Remember Me launched in June 2013 to mostly mediocre reviews. Our own critique called its animations "stilted and poorly portrayed," and found the overall experience disappointing. That following January, French developer DONTNOD entered "judicial reorganization," meaning the studio wasn't keeping up with its debts.

"First of all, we're extremely proud of Remember Me," Creative Director Jean Maxime Moris told Joystiq at Gamescom. "I think it was not perfect by any means, but to some level it was misunderstood. It was our first game. We got totally buried under the hype for a very big game that came out directly after. These are not excuses because it was not perfect, it had flaws. But people are still writing about it today. Every once in a while we see a piece popping up and people actually showing the game some love."

Now, DONTNOD has funding and support from Square Enix for the narrative-driven point-and-click game Life is Strange.

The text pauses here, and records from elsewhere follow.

//! Error handling module for zapinstall
//!
//! Provides centralized error handling with proper error types using thiserror.
//! Per-package install failures are NOT errors: they are reported as
//! `InstallOutcome::Failed` by the runner so one package never aborts a run.

use thiserror::Error;

use crate::catalog::CatalogError;
use crate::install_state::TransitionError;

/// Main error type for zapinstall
#[derive(Error, Debug)]
pub enum ZapError {
    /// The platform's required package manager could not be invoked.
    /// Fatal to the whole run: no package is attempted.
    #[error("{message}")]
    EnvironmentUnavailable { manager: String, message: String },

    /// Host operating system has no package manager mapping
    #[error("Unsupported operating system: {0}")]
    UnsupportedPlatform(String),

    /// A package name that does not appear in the catalog
    #[error("Unknown package: {0}")]
    UnknownPackage(String),

    /// Catalog failed construction-time validation
    #[error("Catalog error: {0}")]
    Catalog(#[from] CatalogError),

    /// Run or package state machine rejected a transition
    #[error("State transition error: {0}")]
    Transition(#[from] TransitionError),

    /// IO errors (file operations, process spawning, terminal)
    #[error("IO error: {0}")]
    Io(#[from] std::io::Error),

    /// Settings errors (loading, parsing, validation)
    #[error("Configuration error: {0}")]
    Config(String),

    /// JSON serialization/deserialization errors
    #[error("JSON error: {0}")]
    Json(#[from] serde_json::Error),

    /// State errors (mutex poisoning, background thread panics)
    #[error("State error: {0}")]
    State(String),
}

/// Result type alias for zapinstall operations
pub type Result<T> = std::result::Result<T, ZapError>;

// Convenient error constructors
impl ZapError {
    /// Create an environment error for a missing package manager
    pub fn environment_unavailable(manager: impl Into<String>, message: impl Into<String>) -> Self {
        Self::EnvironmentUnavailable {
            manager: manager.into(),
            message: message.into(),
        }
    }

    /// Create an unknown package error
    pub fn unknown_package(name: impl Into<String>) -> Self {
        Self::UnknownPackage(name.into())
    }

    /// Create a configuration error
    pub fn config(msg: impl Into<String>) -> Self {
        Self::Config(msg.into())
    }

    /// Create a state error
    pub fn state(msg: impl Into<String>) -> Self {
        Self::State(msg.into())
    }

    /// Returns true if this error means the host cannot run installs at all
    pub fn is_environment_error(&self) -> bool {
        matches!(
            self,
            Self::EnvironmentUnavailable { .. } | Self::UnsupportedPlatform(_)
        )
    }
}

"Even the announcement of Life is Strange, we've seen many comments about DONTNOD as a studio, about Remember Me," Moris said. "So even though right now our life is Life is Strange, we're definitely happy to see Remember Me live on in people's memories. That's great." Ten points to those who catch all of the clever turns of phrase in that statement.

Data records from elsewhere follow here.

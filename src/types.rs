//! Platform tag for the host operating system
//!
//! Exactly one tag is active per run. It selects which of a package's three
//! install commands is executed and which package managers must be present.

use serde::{Deserialize, Serialize};
use strum::{Display, EnumIter, EnumString};

/// Host platform family, one per supported native package manager
#[derive(Debug, Clone, Copy, PartialEq, Eq, Hash, Serialize, Deserialize)]
#[derive(Display, EnumString, EnumIter)]
#[serde(rename_all = "lowercase")]
#[strum(serialize_all = "lowercase")]
pub enum PlatformTag {
    /// Windows, installs through winget
    Windows,
    /// Linux, installs through APT with Snap for some packages
    Linux,
    /// macOS, installs through Homebrew
    Mac,
}

impl PlatformTag {
    /// Resolve the tag for the running host.
    ///
    /// Returns `None` on operating systems with no package manager mapping.
    pub fn detect() -> Option<Self> {
        let tag = Self::from_os(std::env::consts::OS);
        tracing::debug!("Platform detection: os={} tag={:?}", std::env::consts::OS, tag);
        tag
    }

    /// Map a `std::env::consts::OS` value to a tag
    pub fn from_os(os: &str) -> Option<Self> {
        match os {
            "windows" => Some(Self::Windows),
            "linux" => Some(Self::Linux),
            "macos" => Some(Self::Mac),
            _ => None,
        }
    }

    /// Human-readable name of the platform's package manager
    pub const fn manager_name(self) -> &'static str {
        match self {
            Self::Windows => "winget",
            Self::Linux => "APT/Snap",
            Self::Mac => "Homebrew",
        }
    }

    /// Shell program and flag used to run a catalog command string
    pub const fn shell(self) -> (&'static str, &'static str) {
        match self {
            Self::Windows => ("cmd", "/C"),
            Self::Linux | Self::Mac => ("sh", "-c"),
        }
    }

    /// Whether a package index refresh precedes installation
    #[inline]
    pub const fn refreshes_index(self) -> bool {
        matches!(self, Self::Linux)
    }
}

Life is Strange follows Max, a teenage girl returning to her hometown in Oregon, reuniting with her former best friend and discovering she has the ability to reverse time. It's an emotional, episodic coming-of-age story set in 2013. That's not exactly sci-fi, but Life is Strange and Remember Me, published by Capcom, share at least one characteristic – they each star a female protagonist. But it goes a little deeper than that, Moris said:

"There's definitely some shared DNA. They're different games, but – well, Michel [Koch] was the art director of Remember Me, and you can definitely see the quality of the visuals also shining. Memories and identities are really at the core of it, so Remember Me might have been a sci-fi action adventure game, where memories and people's personalities were digitized, and this is a game that takes you back to a period of your life where you were building that personality. The memories, they're not really digitized at all." He held up a few Polaroids pulled directly from in-game photos in Life is Strange. "There are some similarities."

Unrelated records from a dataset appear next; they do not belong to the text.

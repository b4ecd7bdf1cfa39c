//! Terminal presentation
//!
//! Checklist rendering, the interactive selection loop, prompts, and
//! rendering of runner events. Everything writes to a generic `Write` and
//! reads from a generic `BufRead` so it can be driven from tests.

use std::io::{self, BufRead, Write};
use tracing::warn;

use crate::catalog::Catalog;
use crate::installer::{RunEvent, RunSummary};
use crate::resources::ResourceWarning;
use crate::sanity::install_hint;
use crate::selection::SelectionState;
use crate::workflow::{Notification, Operator};

const PROGRESS_WIDTH: usize = 20;

/// Operator backed by a terminal
pub struct ConsoleOperator<R, W> {
    input: R,
    output: W,
    /// Continue past resource warnings without asking
    auto_yes: bool,
}

impl<R: BufRead, W: Write> ConsoleOperator<R, W> {
    pub fn new(input: R, output: W, auto_yes: bool) -> Self {
        Self {
            input,
            output,
            auto_yes,
        }
    }

    pub fn into_output(self) -> W {
        self.output
    }

    fn ask_yes_no(&mut self, question: &str) -> io::Result<bool> {
        write!(self.output, "{} [y/N] ", question)?;
        self.output.flush()?;

        let mut answer = String::new();
        if self.input.read_line(&mut answer)? == 0 {
            return Ok(false);
        }
        Ok(matches!(answer.trim().to_lowercase().as_str(), "y" | "yes"))
    }
}

impl ConsoleOperator<io::StdinLock<'static>, io::Stdout> {
    /// Operator on the process's stdin and stdout
    pub fn stdio(auto_yes: bool) -> Self {
        Self::new(io::stdin().lock(), io::stdout(), auto_yes)
    }
}

impl<R: BufRead, W: Write> Operator for ConsoleOperator<R, W> {
    fn confirm_resource_warnings(&mut self, warnings: &[ResourceWarning]) -> bool {
        let _ = writeln!(self.output, "The following issues were detected:");
        for warning in warnings {
            let _ = writeln!(self.output, "  - {}", warning);
        }

        if self.auto_yes {
            let _ = writeln!(self.output, "Continuing anyway (--yes)");
            return true;
        }

        match self.ask_yes_no("Do you want to continue anyway?") {
            Ok(answer) => answer,
            Err(e) => {
                warn!("Failed to read confirmation: {}", e);
                false
            }
        }
    }

    fn notify(&mut self, notification: Notification) {
        let message = match notification {
            Notification::NothingSelected => "Please select software to install".to_string(),
            Notification::EnvironmentUnavailable(message) => format!("Error: {}", message),
            Notification::Declined => "Installation cancelled".to_string(),
        };
        let _ = writeln!(self.output, "{}", message);
    }
}

/// Print the catalog as a numbered checklist, grouped by category
pub fn render_checklist<W: Write>(
    catalog: &Catalog,
    selection: &SelectionState,
    out: &mut W,
) -> io::Result<()> {
    let mut number = 0;
    for category in catalog.categories() {
        writeln!(out, "\n{}", category.name)?;
        for package in &category.packages {
            number += 1;
            let mark = if selection.is_selected(&package.name) { 'x' } else { ' ' };
            writeln!(out, "  [{}] {:>2}. {}", mark, number, package.name)?;
        }
    }
    Ok(())
}

/// What the operator chose to do at the end of the checklist
#[derive(Debug, Clone, Copy, PartialEq, Eq)]
pub enum ChecklistAction {
    Install,
    Quit,
}

/// Apply one line of checklist input to `selection`.
///
/// The line is tried as a whole package name first (names contain spaces),
/// then as comma or space separated numbers and names. Returns the tokens
/// that matched nothing.
pub fn apply_input(catalog: &Catalog, selection: &mut SelectionState, line: &str) -> Vec<String> {
    let line = line.trim();
    match line.to_lowercase().as_str() {
        "all" => {
            selection.select_all();
            return Vec::new();
        }
        "none" => {
            selection.deselect_all();
            return Vec::new();
        }
        _ => {}
    }

    if let Some(name) = catalog.find_name(line) {
        let _ = selection.toggle(name);
        return Vec::new();
    }

    let mut unknown = Vec::new();
    for token in line.split([',', ' ']).filter(|t| !t.is_empty()) {
        let name = match token.parse::<usize>() {
            Ok(n) if n >= 1 => selection.names().get(n - 1).cloned(),
            Ok(_) => None,
            Err(_) => catalog.find_name(token).map(str::to_string),
        };
        match name {
            Some(name) => {
                let _ = selection.toggle(&name);
            }
            None => unknown.push(token.to_string()),
        }
    }
    unknown
}

/// Interactive checklist loop. Ends on an empty line (install) or `q` / EOF.
pub fn interactive_select<R: BufRead, W: Write>(
    catalog: &Catalog,
    selection: &mut SelectionState,
    input: &mut R,
    out: &mut W,
) -> io::Result<ChecklistAction> {
    loop {
        render_checklist(catalog, selection, out)?;
        write!(
            out,
            "\n{} selected. Toggle by number or name, 'all', 'none', Enter to install, 'q' to quit: ",
            selection.selected_count()
        )?;
        out.flush()?;

        let mut line = String::new();
        if input.read_line(&mut line)? == 0 {
            return Ok(ChecklistAction::Quit);
        }

        match line.trim() {
            "" => return Ok(ChecklistAction::Install),
            "q" | "quit" => return Ok(ChecklistAction::Quit),
            other => {
                for token in apply_input(catalog, selection, other) {
                    writeln!(out, "Unknown package: {}", token)?;
                }
            }
        }
    }
}

/// Render a progress bar like `[##########----------]  50%`
pub fn progress_bar(percent: u8) -> String {
    let percent = percent.min(100) as usize;
    let filled = percent * PROGRESS_WIDTH / 100;
    format!(
        "[{}{}] {:>3}%",
        "#".repeat(filled),
        "-".repeat(PROGRESS_WIDTH - filled),
        percent
    )
}

/// Print one runner event
pub fn render_event<W: Write>(event: &RunEvent, out: &mut W) -> io::Result<()> {
    match event {
        RunEvent::Log(line) => writeln!(out, "{}", line),
        RunEvent::Progress(percent) => writeln!(out, "{}", progress_bar(*percent)),
        RunEvent::Stage(_)
        | RunEvent::PackageStarted(_)
        | RunEvent::PackageFinished(_)
        | RunEvent::Complete(_) => Ok(()),
    }
}

/// Closing message for a finished run
pub fn print_summary<W: Write>(summary: &RunSummary, out: &mut W) -> io::Result<()> {
    writeln!(out)?;
    if summary.is_full_success() {
        writeln!(out, "Installation complete!")?;
        return Ok(());
    }

    if summary.cancelled {
        writeln!(
            out,
            "Installation cancelled: {} skipped",
            summary.skipped.len()
        )?;
    }
    if !summary.failed.is_empty() {
        writeln!(
            out,
            "Installation finished with errors. Failed: {}",
            summary.failed_names().join(", ")
        )?;
    }
    Ok(())
}

/// Explain a missing package manager and where to get it
pub fn print_environment_error<W: Write>(manager: &str, out: &mut W) -> io::Result<()> {
    if let Some(hint) = install_hint(manager) {
        writeln!(out, "  {}", hint)?;
    }
    writeln!(out, "No packages were installed.")
}

#[cfg(test)]
mod tests {
    use super::*;
    use crate::catalog::{Category, PackageEntry};
    use std::io::Cursor;

    fn catalog() -> Catalog {
        Catalog::from_categories(vec![
            Category::new(
                "Development",
                vec![
                    PackageEntry::new("Git", "w", "l", "m"),
                    PackageEntry::new("Visual Studio Code", "w", "l", "m"),
                ],
            ),
            Category::new("Browsers", vec![PackageEntry::new("Firefox", "w", "l", "m")]),
        ])
        .unwrap()
    }

    #[test]
    fn test_checklist_numbers_across_categories() {
        let catalog = catalog();
        let mut selection = SelectionState::new(&catalog);
        selection.select("Firefox").unwrap();

        let mut out = Vec::new();
        render_checklist(&catalog, &selection, &mut out).unwrap();
        let text = String::from_utf8(out).unwrap();

        assert!(text.contains("Development\n  [ ]  1. Git\n  [ ]  2. Visual Studio Code"));
        assert!(text.contains("Browsers\n  [x]  3. Firefox"));
    }

    #[test]
    fn test_apply_input_numbers_and_names() {
        let catalog = catalog();
        let mut selection = SelectionState::new(&catalog);

        assert!(apply_input(&catalog, &mut selection, "1, 3").is_empty());
        assert_eq!(selection.snapshot(), vec!["Git", "Firefox"]);

        assert!(apply_input(&catalog, &mut selection, "visual studio code").is_empty());
        assert!(selection.is_selected("Visual Studio Code"));

        assert!(apply_input(&catalog, &mut selection, "git").is_empty());
        assert!(!selection.is_selected("Git"));
    }

    #[test]
    fn test_apply_input_reports_unknown_tokens() {
        let catalog = catalog();
        let mut selection = SelectionState::new(&catalog);

        let unknown = apply_input(&catalog, &mut selection, "2 vim 9 0");
        assert_eq!(unknown, vec!["vim", "9", "0"]);
        assert_eq!(selection.snapshot(), vec!["Visual Studio Code"]);
    }

    #[test]
    fn test_apply_input_all_and_none() {
        let catalog = catalog();
        let mut selection = SelectionState::new(&catalog);

        apply_input(&catalog, &mut selection, "ALL");
        assert_eq!(selection.selected_count(), 3);
        apply_input(&catalog, &mut selection, "none");
        assert_eq!(selection.selected_count(), 0);
    }

    #[test]
    fn test_interactive_select_until_enter() {
        let catalog = catalog();
        let mut selection = SelectionState::new(&catalog);
        let mut input = Cursor::new("3\nemacs\n\n");
        let mut out = Vec::new();

        let action = interactive_select(&catalog, &mut selection, &mut input, &mut out).unwrap();

        assert_eq!(action, ChecklistAction::Install);
        assert_eq!(selection.snapshot(), vec!["Firefox"]);
        assert!(String::from_utf8(out).unwrap().contains("Unknown package: emacs"));
    }

    #[test]
    fn test_interactive_select_quit_and_eof() {
        let catalog = catalog();
        let mut selection = SelectionState::new(&catalog);
        let mut out = Vec::new();

        let mut input = Cursor::new("q\n");
        assert_eq!(
            interactive_select(&catalog, &mut selection, &mut input, &mut out).unwrap(),
            ChecklistAction::Quit
        );

        let mut input = Cursor::new("1\n");
        assert_eq!(
            interactive_select(&catalog, &mut selection, &mut input, &mut out).unwrap(),
            ChecklistAction::Quit
        );
    }

    #[test]
    fn test_operator_prompt_answers() {
        let warnings = [ResourceWarning::LowDisk(95.0)];

        let mut yes = ConsoleOperator::new(Cursor::new("y\n"), Vec::new(), false);
        assert!(yes.confirm_resource_warnings(&warnings));
        let text = String::from_utf8(yes.into_output()).unwrap();
        assert!(text.contains("Low disk space (95% used)"));

        let mut no = ConsoleOperator::new(Cursor::new("\n"), Vec::new(), false);
        assert!(!no.confirm_resource_warnings(&warnings));

        let mut eof = ConsoleOperator::new(Cursor::new(""), Vec::new(), false);
        assert!(!eof.confirm_resource_warnings(&warnings));
    }

    #[test]
    fn test_operator_auto_yes_does_not_read_input() {
        let mut op = ConsoleOperator::new(Cursor::new("n\n"), Vec::new(), true);
        assert!(op.confirm_resource_warnings(&[ResourceWarning::HighCpu(90.0)]));
    }

    #[test]
    fn test_notifications() {
        let mut op = ConsoleOperator::new(Cursor::new(""), Vec::new(), false);
        op.notify(Notification::NothingSelected);
        op.notify(Notification::EnvironmentUnavailable("APT package manager not found.".into()));
        let text = String::from_utf8(op.into_output()).unwrap();
        assert_eq!(
            text,
            "Please select software to install\nError: APT package manager not found.\n"
        );
    }

    #[test]
    fn test_progress_bar() {
        assert_eq!(progress_bar(0), "[--------------------]   0%");
        assert_eq!(progress_bar(50), "[##########----------]  50%");
        assert_eq!(progress_bar(100), "[####################] 100%");
    }

    #[test]
    fn test_summary_lists_failures() {
        let summary = RunSummary {
            succeeded: vec!["Git".into()],
            failed: vec!["Firefox".into(), "Zoom".into()],
            ..Default::default()
        };
        let mut out = Vec::new();
        print_summary(&summary, &mut out).unwrap();
        assert!(String::from_utf8(out)
            .unwrap()
            .contains("Failed: Firefox, Zoom"));
    }

    #[test]
    fn test_environment_error_hint() {
        let mut out = Vec::new();
        print_environment_error("brew", &mut out).unwrap();
        assert_eq!(
            String::from_utf8(out).unwrap(),
            "  See https://brew.sh\nNo packages were installed.\n"
        );
    }
}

The Life is Strange Gamescom demo room was a white box mocked up as a teenage girl's bedroom, the walls plastered with magazine pages and profanity, a bed in one corner, a bookshelf packed with classic novels and Iron & Wine CDs, a desk, and a TV on a giant wooden spool serving as a table. All of this was set up by Square Enix.

I asked Moris how DONTNOD's relationship with Capcom was, now that Remember Me was done and a new publisher had stepped in.

"We're not attached to a particular publisher," he said. "Right now we're very happy to be working with Square. If you look at just the work that they did on this room, it's fantastic. That was them. All we did was scribble when we arrived."